§ **Dataset extract**:
....
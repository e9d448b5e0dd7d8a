/// A run-wide identifier counter.
///
/// Order items are numbered across all orders rather than per order, so the
/// counter is threaded through the whole order-item stage instead of being
/// reset inside its loop.
#[derive(Debug)]
pub struct IdSequence {
    next: i64,
    start: i64,
}

impl IdSequence {
    pub fn starting_at(start: i64) -> Self {
        Self { next: start, start }
    }

    /// Hand out the next id.
    pub fn next_id(&mut self) -> i64 {
        let id = self.next;
        self.next += 1;
        id
    }

    /// Number of ids handed out so far.
    pub fn issued(&self) -> usize {
        (self.next - self.start) as usize
    }
}

impl Default for IdSequence {
    fn default() -> Self {
        Self::starting_at(1)
    }
}

#[cfg(test)]
mod tests {
    use super::*;

    #[test]
    fn test_sequence_is_contiguous() {
        let mut seq = IdSequence::default();
        let ids: Vec<i64> = (0..5).map(|_| seq.next_id()).collect();
        assert_eq!(ids, vec![1, 2, 3, 4, 5]);
        assert_eq!(seq.issued(), 5);
    }

    #[test]
    fn test_sequence_custom_start() {
        let mut seq = IdSequence::starting_at(100);
        assert_eq!(seq.next_id(), 100);
        assert_eq!(seq.next_id(), 101);
        assert_eq!(seq.issued(), 2);
    }
}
....
§ **How to complete this task**: Reproduce word for word the material above, beginning with the line that contains "impl Default for" and ending with the line that contains "assert_eq!(ids, vec![1, 2, 3, 4, 5]);".

§ **Written answer**:
impl Default for IdSequence {
    fn default() -> Self {
        Self::starting_at(1)
    }
}

#[cfg(test)]
mod tests {
    use super::*;

    #[test]
    fn test_sequence_is_contiguous() {
        let mut seq = IdSequence::default();
        let ids: Vec<i64> = (0..5).map(|_| seq.next_id()).collect();
        assert_eq!(ids, vec![1, 2, 3, 4, 5]);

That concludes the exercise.